_AIM OF THE EXERCISE_: Look through the records below for the line holding "sub-ledger by the". Write it out exactly, with each following line through the line holding "#[instrument(skip(tx, target, effect), fields(account_id".

_SUPPLIED DATA_:

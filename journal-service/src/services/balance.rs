//! Balance propagation.
//!
//! This module is the only writer of `accounts.balance` and `cash_banks.balance`.
//! The database refuses balance changes from any transaction that has not called
//! [`BalancePropagator::authorize`].

use crate::error::{InvalidAccountReason, LedgerError, LedgerResult};
use crate::models::{Account, AccountType, CashBank, JournalLineInput, LinkedBalance};
use crate::services::metrics::DB_QUERY_DURATION;
use chrono::NaiveDate;
use rust_decimal::Decimal;
use sqlx::{Postgres, Transaction};
use std::collections::{BTreeMap, HashMap};
use tracing::{debug, instrument};
use uuid::Uuid;

/// Signed change of an account balance for one line.
///
/// Asset and expense accounts move by `debit - credit`, every other type by
/// `credit - debit`.
pub fn signed_delta(account_type: AccountType, debit: Decimal, credit: Decimal) -> Decimal {
    if account_type.is_debit_normal() {
        debit - credit
    } else {
        credit - debit
    }
}

/// Resolve the type of a stored account, falling back to its code prefix.
pub fn account_type_of(account: &Account) -> LedgerResult<AccountType> {
    account
        .parsed_type()
        .or_else(|| AccountType::from_code(&account.code))
        .ok_or_else(|| {
            LedgerError::Conflict(format!(
                "account {} has unknown type '{}'",
                account.code, account.account_type
            ))
        })
}

/// Net effect of a whole entry on one account.
#[derive(Debug, Clone, PartialEq)]
pub struct PlannedChange {
    pub account_id: Uuid,
    pub cash_bank_id: Option<Uuid>,
    pub delta: Decimal,
    pub new_balance: Decimal,
}

/// Aggregate the entry's deltas per account and enforce the sub-ledger
/// overdraft policy against the (locked) current balances.
///
/// Nothing is written; a failure here leaves the transaction untouched.
pub fn plan_balance_changes(
    linked: &HashMap<Uuid, LinkedBalance>,
    lines: &[JournalLineInput],
) -> LedgerResult<Vec<PlannedChange>> {
    let mut deltas: BTreeMap<Uuid, Decimal> = BTreeMap::new();
    for line in lines {
        let target = linked
            .get(&line.account_id)
            .ok_or_else(|| LedgerError::InvalidAccount {
                account: line.account_id.to_string(),
                reason: InvalidAccountReason::NotFound,
            })?;
        let account_type = account_type_of(&target.account)?;
        *deltas.entry(line.account_id).or_default() +=
            signed_delta(account_type, line.debit, line.credit);
    }

    let mut plan = Vec::with_capacity(deltas.len());
    for (account_id, delta) in deltas {
        let target = &linked[&account_id];
        if let Some(cash_bank) = &target.cash_bank {
            if !cash_bank.allow_negative && cash_bank.balance + delta < Decimal::ZERO {
                return Err(LedgerError::InsufficientFunds {
                    cash_bank_id: cash_bank.cash_bank_id,
                    balance: cash_bank.balance,
                    delta,
                });
            }
        }
        plan.push(PlannedChange {
            account_id,
            cash_bank_id: target.cash_bank.as_ref().map(|cb| cb.cash_bank_id),
            delta,
            new_balance: target.account.balance + delta,
        });
    }
    Ok(plan)
}

/// A stored journal line about to move balances.
#[derive(Debug, Clone, Copy)]
pub struct LineEffect {
    pub journal_id: Uuid,
    pub line_id: Uuid,
    pub entry_date: NaiveDate,
    pub debit: Decimal,
    pub credit: Decimal,
}

pub struct BalancePropagator;

impl BalancePropagator {
    /// Mark the current transaction as the balance writer. Transaction-local.
    pub async fn authorize(tx: &mut Transaction<'static, Postgres>) -> LedgerResult<()> {
        sqlx::query("SELECT set_config('ledger.balance_writer', 'propagator', true)")
            .execute(&mut **tx)
            .await?;
        Ok(())
    }

    /// Lock the accounts and sub-ledgers touched by an entry, in ascending id
    /// order, and pair them up.
    #[instrument(skip(tx, account_ids), fields(accounts = account_ids.len()))]
    pub async fn lock(
        tx: &mut Transaction<'static, Postgres>,
        account_ids: &[Uuid],
    ) -> LedgerResult<HashMap<Uuid, LinkedBalance>> {
        let timer = DB_QUERY_DURATION
            .with_label_values(&["lock_balances"])
            .start_timer();

        let mut ids = account_ids.to_vec();
        ids.sort();
        ids.dedup();

        let accounts = sqlx::query_as::<_, Account>(
            r#"
            SELECT account_id, code, name, account_type, parent_id, is_header, is_active,
                   balance, version, created_utc
            FROM accounts
            WHERE account_id = ANY($1)
            ORDER BY account_id
            FOR UPDATE
            "#,
        )
        .bind(&ids)
        .fetch_all(&mut **tx)
        .await?;

        let cash_banks = sqlx::query_as::<_, CashBank>(
            r#"
            SELECT cash_bank_id, code, name, account_id, balance, allow_negative, is_active,
                   created_utc
            FROM cash_banks
            WHERE account_id = ANY($1)
            ORDER BY cash_bank_id
            FOR UPDATE
            "#,
        )
        .bind(&ids)
        .fetch_all(&mut **tx)
        .await?;

        timer.observe_duration();

        let mut by_account: HashMap<Uuid, CashBank> = cash_banks
            .into_iter()
            .map(|cb| (cb.account_id, cb))
            .collect();

        Ok(accounts
            .into_iter()
            .map(|account| {
                let cash_bank = by_account.remove(&account.account_id);
                (account.account_id, LinkedBalance::new(account, cash_bank))
            })
            .collect())
    }

    /// Apply one line to its account and, when linked, to the sub-ledger by the
    /// same signed delta. Returns the new account balance.
    #[instrument(skip(tx, target, effect), fields(account_id = %target.account_id(), line_id = %effect.line_id))]
    pub async fn apply(
        tx: &mut Transaction<'static, Postgres>,
        target: &mut LinkedBalance,
        effect: &LineEffect,
    ) -> LedgerResult<Decimal> {
        let account_type = account_type_of(&target.account)?;
        let delta = signed_delta(account_type, effect.debit, effect.credit);

        let (balance, version): (Decimal, i64) = sqlx::query_as(
            r#"
            UPDATE accounts
            SET balance = balance + $1, version = version + 1
            WHERE account_id = $2
            RETURNING balance, version
            "#,
        )
        .bind(delta)
        .bind(target.account.account_id)
        .fetch_one(&mut **tx)
        .await?;
        target.account.balance = balance;
        target.account.version = version;

        if let Some(cash_bank) = target.cash_bank.as_mut() {
            let cash_balance: Decimal = sqlx::query_scalar(
                r#"
                UPDATE cash_banks
                SET balance = balance + $1
                WHERE cash_bank_id = $2
                RETURNING balance
                "#,
            )
            .bind(delta)
            .bind(cash_bank.cash_bank_id)
            .fetch_one(&mut **tx)
            .await?;
            cash_bank.balance = cash_balance;

            sqlx::query(
                r#"
                INSERT INTO cash_bank_transactions
                    (transaction_id, cash_bank_id, journal_id, journal_line_id, amount,
                     balance_after, transaction_date)
                VALUES ($1, $2, $3, $4, $5, $6, $7)
                "#,
            )
            .bind(Uuid::new_v4())
            .bind(cash_bank.cash_bank_id)
            .bind(effect.journal_id)
            .bind(effect.line_id)
            .bind(delta)
            .bind(cash_balance)
            .bind(effect.entry_date)
            .execute(&mut **tx)
            .await?;
        }

        debug!(delta = %delta, balance = %balance, "Balance propagated");
        Ok(balance)
    }
}

#[cfg(test)]
mod tests {
    use super::*;
    use chrono::Utc;
    use rust_decimal_macros::dec;

    fn account(code: &str, account_type: AccountType, balance: Decimal) -> Account {
        Account {
            account_id: Uuid::new_v4(),
            code: code.to_string(),
            name: format!("Account {}", code),
            account_type: account_type.as_str().to_string(),
            parent_id: None,
            is_header: false,
            is_active: true,
            balance,
            version: 0,
            created_utc: Utc::now(),
        }
    }

    fn cash_bank(account: &Account, allow_negative: bool) -> CashBank {
        CashBank {
            cash_bank_id: Uuid::new_v4(),
            code: format!("CB-{}", account.code),
            name: "Main bank".to_string(),
            account_id: account.account_id,
            balance: account.balance,
            allow_negative,
            is_active: true,
            created_utc: Utc::now(),
        }
    }

    #[test]
    fn sign_follows_normal_side() {
        assert_eq!(signed_delta(AccountType::Asset, dec!(100), dec!(0)), dec!(100));
        assert_eq!(signed_delta(AccountType::Expense, dec!(0), dec!(40)), dec!(-40));
        assert_eq!(signed_delta(AccountType::Liability, dec!(0), dec!(550000)), dec!(550000));
        assert_eq!(signed_delta(AccountType::Revenue, dec!(10), dec!(0)), dec!(-10));
        assert_eq!(signed_delta(AccountType::Equity, dec!(0), dec!(7)), dec!(7));
    }

    #[test]
    fn plan_aggregates_lines_on_same_account() {
        let bank = account("1102", AccountType::Asset, dec!(60));
        let revenue = account("4101", AccountType::Revenue, dec!(0));
        let cb = cash_bank(&bank, false);
        let (bank_id, revenue_id) = (bank.account_id, revenue.account_id);

        let linked = HashMap::from([
            (bank_id, LinkedBalance::new(bank, Some(cb))),
            (revenue_id, LinkedBalance::new(revenue, None)),
        ]);
        // Net -50 on the bank keeps it at 10 even though one line alone would overdraw.
        let lines = vec![
            JournalLineInput::credit(bank_id, dec!(150)),
            JournalLineInput::debit(bank_id, dec!(100)),
            JournalLineInput::debit(revenue_id, dec!(50)),
        ];

        let plan = plan_balance_changes(&linked, &lines).unwrap();
        let bank_change = plan.iter().find(|c| c.account_id == bank_id).unwrap();
        assert_eq!(bank_change.delta, dec!(-50));
        assert_eq!(bank_change.new_balance, dec!(10));
        assert!(bank_change.cash_bank_id.is_some());
        let revenue_change = plan.iter().find(|c| c.account_id == revenue_id).unwrap();
        assert_eq!(revenue_change.delta, dec!(-50));
    }

    #[test]
    fn plan_rejects_overdraft_on_strict_sub_ledger() {
        let bank = account("1101", AccountType::Asset, dec!(100));
        let expense = account("6101", AccountType::Expense, dec!(0));
        let cb = cash_bank(&bank, false);
        let cb_id = cb.cash_bank_id;
        let (bank_id, expense_id) = (bank.account_id, expense.account_id);
        let linked = HashMap::from([
            (bank_id, LinkedBalance::new(bank, Some(cb))),
            (expense_id, LinkedBalance::new(expense, None)),
        ]);
        let lines = vec![
            JournalLineInput::debit(expense_id, dec!(100.01)),
            JournalLineInput::credit(bank_id, dec!(100.01)),
        ];

        match plan_balance_changes(&linked, &lines) {
            Err(LedgerError::InsufficientFunds {
                cash_bank_id,
                balance,
                delta,
            }) => {
                assert_eq!(cash_bank_id, cb_id);
                assert_eq!(balance, dec!(100));
                assert_eq!(delta, dec!(-100.01));
            }
            other => panic!("expected InsufficientFunds, got {:?}", other),
        }
    }

    #[test]
    fn plan_allows_overdraft_when_permitted() {
        let bank = account("1102", AccountType::Asset, dec!(0));
        let payable = account("2101", AccountType::Liability, dec!(0));
        let cb = cash_bank(&bank, true);
        let (bank_id, payable_id) = (bank.account_id, payable.account_id);
        let linked = HashMap::from([
            (bank_id, LinkedBalance::new(bank, Some(cb))),
            (payable_id, LinkedBalance::new(payable, None)),
        ]);
        let lines = vec![
            JournalLineInput::debit(payable_id, dec!(500)),
            JournalLineInput::credit(bank_id, dec!(500)),
        ];
        let plan = plan_balance_changes(&linked, &lines).unwrap();
        assert_eq!(plan.len(), 2);
        let payable_change = plan.iter().find(|c| c.account_id == payable_id).unwrap();
        assert_eq!(payable_change.new_balance, dec!(-500));
    }

    #[test]
    fn plan_reports_unknown_account() {
        let lines = vec![JournalLineInput::debit(Uuid::new_v4(), dec!(1))];
        assert!(matches!(
            plan_balance_changes(&HashMap::new(), &lines),
            Err(LedgerError::InvalidAccount {
                reason: InvalidAccountReason::NotFound,
                ..
            })
        ));
    }
}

_SOLUTION TO THIS PROBLEM_:
    /// Apply one line to its account and, when linked, to the sub-ledger by the
    /// same signed delta. Returns the new account balance.
    #[instrument(skip(tx, target, effect), fields(account_id = %target.account_id(), line_id = %effect.line_id))]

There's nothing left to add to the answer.